The answer must restate the records below word for word.

Provided data below:

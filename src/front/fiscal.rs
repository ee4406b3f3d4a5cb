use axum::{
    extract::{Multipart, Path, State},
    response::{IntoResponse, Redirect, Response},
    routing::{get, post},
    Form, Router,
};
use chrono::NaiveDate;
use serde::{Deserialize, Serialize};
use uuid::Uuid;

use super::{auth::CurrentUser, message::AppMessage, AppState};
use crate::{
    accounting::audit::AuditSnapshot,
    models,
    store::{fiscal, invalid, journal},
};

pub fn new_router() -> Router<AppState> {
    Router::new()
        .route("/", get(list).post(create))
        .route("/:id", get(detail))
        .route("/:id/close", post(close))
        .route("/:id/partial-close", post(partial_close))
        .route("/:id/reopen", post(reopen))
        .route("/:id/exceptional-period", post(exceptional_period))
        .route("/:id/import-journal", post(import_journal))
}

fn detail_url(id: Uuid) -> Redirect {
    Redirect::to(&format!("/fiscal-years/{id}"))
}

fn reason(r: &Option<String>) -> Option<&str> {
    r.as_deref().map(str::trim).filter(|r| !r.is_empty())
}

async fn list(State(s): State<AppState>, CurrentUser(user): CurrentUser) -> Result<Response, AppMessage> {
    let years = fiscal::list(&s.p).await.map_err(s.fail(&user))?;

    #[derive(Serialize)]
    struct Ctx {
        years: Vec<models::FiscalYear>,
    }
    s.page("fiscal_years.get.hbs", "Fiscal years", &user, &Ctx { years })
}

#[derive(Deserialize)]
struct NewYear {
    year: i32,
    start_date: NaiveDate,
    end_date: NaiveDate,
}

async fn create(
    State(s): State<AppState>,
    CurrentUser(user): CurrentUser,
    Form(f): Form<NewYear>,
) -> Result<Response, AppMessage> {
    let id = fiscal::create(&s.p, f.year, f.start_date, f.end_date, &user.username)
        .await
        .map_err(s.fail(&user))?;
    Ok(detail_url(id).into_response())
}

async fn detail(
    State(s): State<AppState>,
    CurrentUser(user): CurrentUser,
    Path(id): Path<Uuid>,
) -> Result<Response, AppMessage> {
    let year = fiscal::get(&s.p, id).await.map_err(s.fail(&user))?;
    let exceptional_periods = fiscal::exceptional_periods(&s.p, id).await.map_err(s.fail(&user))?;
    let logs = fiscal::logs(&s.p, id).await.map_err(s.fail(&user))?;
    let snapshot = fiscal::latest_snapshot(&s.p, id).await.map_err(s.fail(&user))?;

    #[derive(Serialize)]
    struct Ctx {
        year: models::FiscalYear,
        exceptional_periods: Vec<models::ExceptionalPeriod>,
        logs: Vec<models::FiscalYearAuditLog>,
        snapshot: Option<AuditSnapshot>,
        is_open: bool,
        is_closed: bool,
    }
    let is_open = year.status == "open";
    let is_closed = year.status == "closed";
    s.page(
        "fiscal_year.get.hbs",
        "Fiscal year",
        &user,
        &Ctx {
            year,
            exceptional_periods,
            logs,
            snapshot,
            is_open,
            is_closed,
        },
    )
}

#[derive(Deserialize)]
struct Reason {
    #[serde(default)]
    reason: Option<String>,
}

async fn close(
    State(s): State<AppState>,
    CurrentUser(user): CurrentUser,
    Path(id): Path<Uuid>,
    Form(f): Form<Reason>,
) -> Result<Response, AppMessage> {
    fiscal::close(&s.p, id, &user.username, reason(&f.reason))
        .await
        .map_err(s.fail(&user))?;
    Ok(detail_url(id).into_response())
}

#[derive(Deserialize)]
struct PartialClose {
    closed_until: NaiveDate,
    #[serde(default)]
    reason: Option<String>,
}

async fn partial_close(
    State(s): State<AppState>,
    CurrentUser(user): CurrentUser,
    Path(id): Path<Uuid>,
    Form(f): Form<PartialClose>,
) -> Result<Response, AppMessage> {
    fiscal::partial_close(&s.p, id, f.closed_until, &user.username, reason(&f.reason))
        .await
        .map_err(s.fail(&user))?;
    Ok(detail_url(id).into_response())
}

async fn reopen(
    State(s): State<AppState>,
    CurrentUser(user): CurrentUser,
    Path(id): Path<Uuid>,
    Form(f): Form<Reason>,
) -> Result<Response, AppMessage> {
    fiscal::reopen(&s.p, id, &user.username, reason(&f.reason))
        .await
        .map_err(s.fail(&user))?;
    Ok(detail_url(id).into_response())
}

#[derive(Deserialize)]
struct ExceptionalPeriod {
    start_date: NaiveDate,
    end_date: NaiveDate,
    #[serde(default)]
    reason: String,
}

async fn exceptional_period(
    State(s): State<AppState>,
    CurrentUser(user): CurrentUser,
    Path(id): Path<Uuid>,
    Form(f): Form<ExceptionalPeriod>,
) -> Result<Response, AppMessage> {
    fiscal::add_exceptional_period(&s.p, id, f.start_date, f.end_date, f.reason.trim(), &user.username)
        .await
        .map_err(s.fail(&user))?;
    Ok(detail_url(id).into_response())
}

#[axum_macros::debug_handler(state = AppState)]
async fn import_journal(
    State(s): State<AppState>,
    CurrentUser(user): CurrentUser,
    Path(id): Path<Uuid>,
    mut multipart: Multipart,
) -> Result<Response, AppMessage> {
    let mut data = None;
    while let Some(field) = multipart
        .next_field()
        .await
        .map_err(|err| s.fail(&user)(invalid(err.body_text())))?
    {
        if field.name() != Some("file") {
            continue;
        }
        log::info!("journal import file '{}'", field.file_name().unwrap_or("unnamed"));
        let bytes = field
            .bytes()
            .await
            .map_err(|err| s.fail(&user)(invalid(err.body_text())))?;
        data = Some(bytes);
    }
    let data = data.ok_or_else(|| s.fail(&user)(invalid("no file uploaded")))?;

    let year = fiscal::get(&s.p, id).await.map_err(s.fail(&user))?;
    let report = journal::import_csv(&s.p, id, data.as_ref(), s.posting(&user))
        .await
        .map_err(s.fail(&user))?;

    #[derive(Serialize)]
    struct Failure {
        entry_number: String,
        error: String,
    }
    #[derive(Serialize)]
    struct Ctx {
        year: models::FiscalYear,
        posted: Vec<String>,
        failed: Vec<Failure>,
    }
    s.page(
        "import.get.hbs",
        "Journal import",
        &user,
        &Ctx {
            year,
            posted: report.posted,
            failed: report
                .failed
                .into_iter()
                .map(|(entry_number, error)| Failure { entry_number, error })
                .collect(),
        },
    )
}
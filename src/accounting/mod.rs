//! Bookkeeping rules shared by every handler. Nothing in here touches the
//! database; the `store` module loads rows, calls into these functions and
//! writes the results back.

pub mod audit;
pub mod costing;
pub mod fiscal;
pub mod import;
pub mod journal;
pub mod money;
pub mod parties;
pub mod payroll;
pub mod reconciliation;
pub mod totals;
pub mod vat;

End of Provided data.

= Answer to the exercise =
filename src/front/fiscal.rs
repository ee4406b3f3d4a5cb
use axum::{
    extract::{Multipart, Path, State},
    response::{IntoResponse, Redirect, Response},
    routing::{get, post},
    Form, Router,
};
use chrono::NaiveDate;
use serde::{Deserialize, Serialize};
use uuid::Uuid;

use super::{auth::CurrentUser, message::AppMessage, AppState};
use crate::{
    accounting::audit::AuditSnapshot,
    models,
    store::{fiscal, invalid, journal},
};

pub fn new_router() -> Router<AppState> {
    Router::new()
        .route("/", get(list).post(create))
        .route("/:id", get(detail))
        .route("/:id/close", post(close))
        .route("/:id/partial-close", post(partial_close))
        .route("/:id/reopen", post(reopen))
        .route("/:id/exceptional-period", post(exceptional_period))
        .route("/:id/import-journal", post(import_journal))
}

fn detail_url(id: Uuid) -> Redirect {
    Redirect::to(&format!("/fiscal-years/{id}"))
}

fn reason(r: &Option<String>) -> Option<&str> {
    r.as_deref().map(str::trim).filter(|r| !r.is_empty())
}

async fn list(State(s): State<AppState>, CurrentUser(user): CurrentUser) -> Result<Response, AppMessage> {
    let years = fiscal::list(&s.p).await.map_err(s.fail(&user))?;

    #[derive(Serialize)]
    struct Ctx {
        years: Vec<models::FiscalYear>,
    }
    s.page("fiscal_years.get.hbs", "Fiscal years", &user, &Ctx { years })
}

#[derive(Deserialize)]
struct NewYear {
    year: i32,
    start_date: NaiveDate,
    end_date: NaiveDate,
}

async fn create(
    State(s): State<AppState>,
    CurrentUser(user): CurrentUser,
    Form(f): Form<NewYear>,
) -> Result<Response, AppMessage> {
    let id = fiscal::create(&s.p, f.year, f.start_date, f.end_date, &user.username)
        .await
        .map_err(s.fail(&user))?;
    Ok(detail_url(id).into_response())
}

async fn detail(
    State(s): State<AppState>,
    CurrentUser(user): CurrentUser,
    Path(id): Path<Uuid>,
) -> Result<Response, AppMessage> {
    let year = fiscal::get(&s.p, id).await.map_err(s.fail(&user))?;
    let exceptional_periods = fiscal::exceptional_periods(&s.p, id).await.map_err(s.fail(&user))?;
    let logs = fiscal::logs(&s.p, id).await.map_err(s.fail(&user))?;
    let snapshot = fiscal::latest_snapshot(&s.p, id).await.map_err(s.fail(&user))?;

    #[derive(Serialize)]
    struct Ctx {
        year: models::FiscalYear,
        exceptional_periods: Vec<models::ExceptionalPeriod>,
        logs: Vec<models::FiscalYearAuditLog>,
        snapshot: Option<AuditSnapshot>,
        is_open: bool,
        is_closed: bool,
    }
    let is_open = year.status == "open";
    let is_closed = year.status == "closed";
    s.page(
        "fiscal_year.get.hbs",
        "Fiscal year",
        &user,
        &Ctx {
            year,
            exceptional_periods,
            logs,
            snapshot,
            is_open,
            is_closed,
        },
    )
}

#[derive(Deserialize)]
struct Reason {
    #[serde(default)]
    reason: Option<String>,
}

async fn close(
    State(s): State<AppState>,
    CurrentUser(user): CurrentUser,
    Path(id): Path<Uuid>,
    Form(f): Form<Reason>,
) -> Result<Response, AppMessage> {
    fiscal::close(&s.p, id, &user.username, reason(&f.reason))
        .await
        .map_err(s.fail(&user))?;
    Ok(detail_url(id).into_response())
}

#[derive(Deserialize)]
struct PartialClose {
    closed_until: NaiveDate,
    #[serde(default)]
    reason: Option<String>,
}

async fn partial_close(
    State(s): State<AppState>,
    CurrentUser(user): CurrentUser,
    Path(id): Path<Uuid>,
    Form(f): Form<PartialClose>,
) -> Result<Response, AppMessage> {
    fiscal::partial_close(&s.p, id, f.closed_until, &user.username, reason(&f.reason))
        .await
        .map_err(s.fail(&user))?;
    Ok(detail_url(id).into_response())
}

async fn reopen(
    State(s): State<AppState>,
    CurrentUser(user): CurrentUser,
    Path(id): Path<Uuid>,
    Form(f): Form<Reason>,
) -> Result<Response, AppMessage> {
    fiscal::reopen(&s.p, id, &user.username, reason(&f.reason))
        .await
        .map_err(s.fail(&user))?;
    Ok(detail_url(id).into_response())
}

#[derive(Deserialize)]
struct ExceptionalPeriod {
    start_date: NaiveDate,
    end_date: NaiveDate,
    #[serde(default)]
    reason: String,
}

async fn exceptional_period(
    State(s): State<AppState>,
    CurrentUser(user): CurrentUser,
    Path(id): Path<Uuid>,
    Form(f): Form<ExceptionalPeriod>,
) -> Result<Response, AppMessage> {
    fiscal::add_exceptional_period(&s.p, id, f.start_date, f.end_date, f.reason.trim(), &user.username)
        .await
        .map_err(s.fail(&user))?;
    Ok(detail_url(id).into_response())
}

#[axum_macros::debug_handler(state = AppState)]
async fn import_journal(
    State(s): State<AppState>,
    CurrentUser(user): CurrentUser,
    Path(id): Path<Uuid>,
    mut multipart: Multipart,
) -> Result<Response, AppMessage> {
    let mut data = None;
    while let Some(field) = multipart
        .next_field()
        .await
        .map_err(|err| s.fail(&user)(invalid(err.body_text())))?
    {
        if field.name() != Some("file") {
            continue;
        }
        log::info!("journal import file '{}'", field.file_name().unwrap_or("unnamed"));
        let bytes = field
            .bytes()
            .await
            .map_err(|err| s.fail(&user)(invalid(err.body_text())))?;
        data = Some(bytes);
    }
    let data = data.ok_or_else(|| s.fail(&user)(invalid("no file uploaded")))?;

    let year = fiscal::get(&s.p, id).await.map_err(s.fail(&user))?;
    let report = journal::import_csv(&s.p, id, data.as_ref(), s.posting(&user))
        .await
        .map_err(s.fail(&user))?;

    #[derive(Serialize)]
    struct Failure {
        entry_number: String,
        error: String,
    }
    #[derive(Serialize)]
    struct Ctx {
        year: models::FiscalYear,
        posted: Vec<String>,
        failed: Vec<Failure>,
    }
    s.page(
        "import.get.hbs",
        "Journal import",
        &user,
        &Ctx {
            year,
            posted: report.posted,
            failed: report
                .failed
                .into_iter()
                .map(|(entry_number, error)| Failure { entry_number, error })
                .collect(),
        },
    )
}
filename src/accounting/mod.rs
//! Bookkeeping rules shared by every handler. Nothing in here touches the
//! database; the `store` module loads rows, calls into these functions and
//! writes the results back.

pub mod audit;
pub mod costing;
pub mod fiscal;
pub mod import;
pub mod journal;
pub mod money;
pub mod parties;
pub mod payroll;
pub mod reconciliation;
pub mod totals;
pub mod vat;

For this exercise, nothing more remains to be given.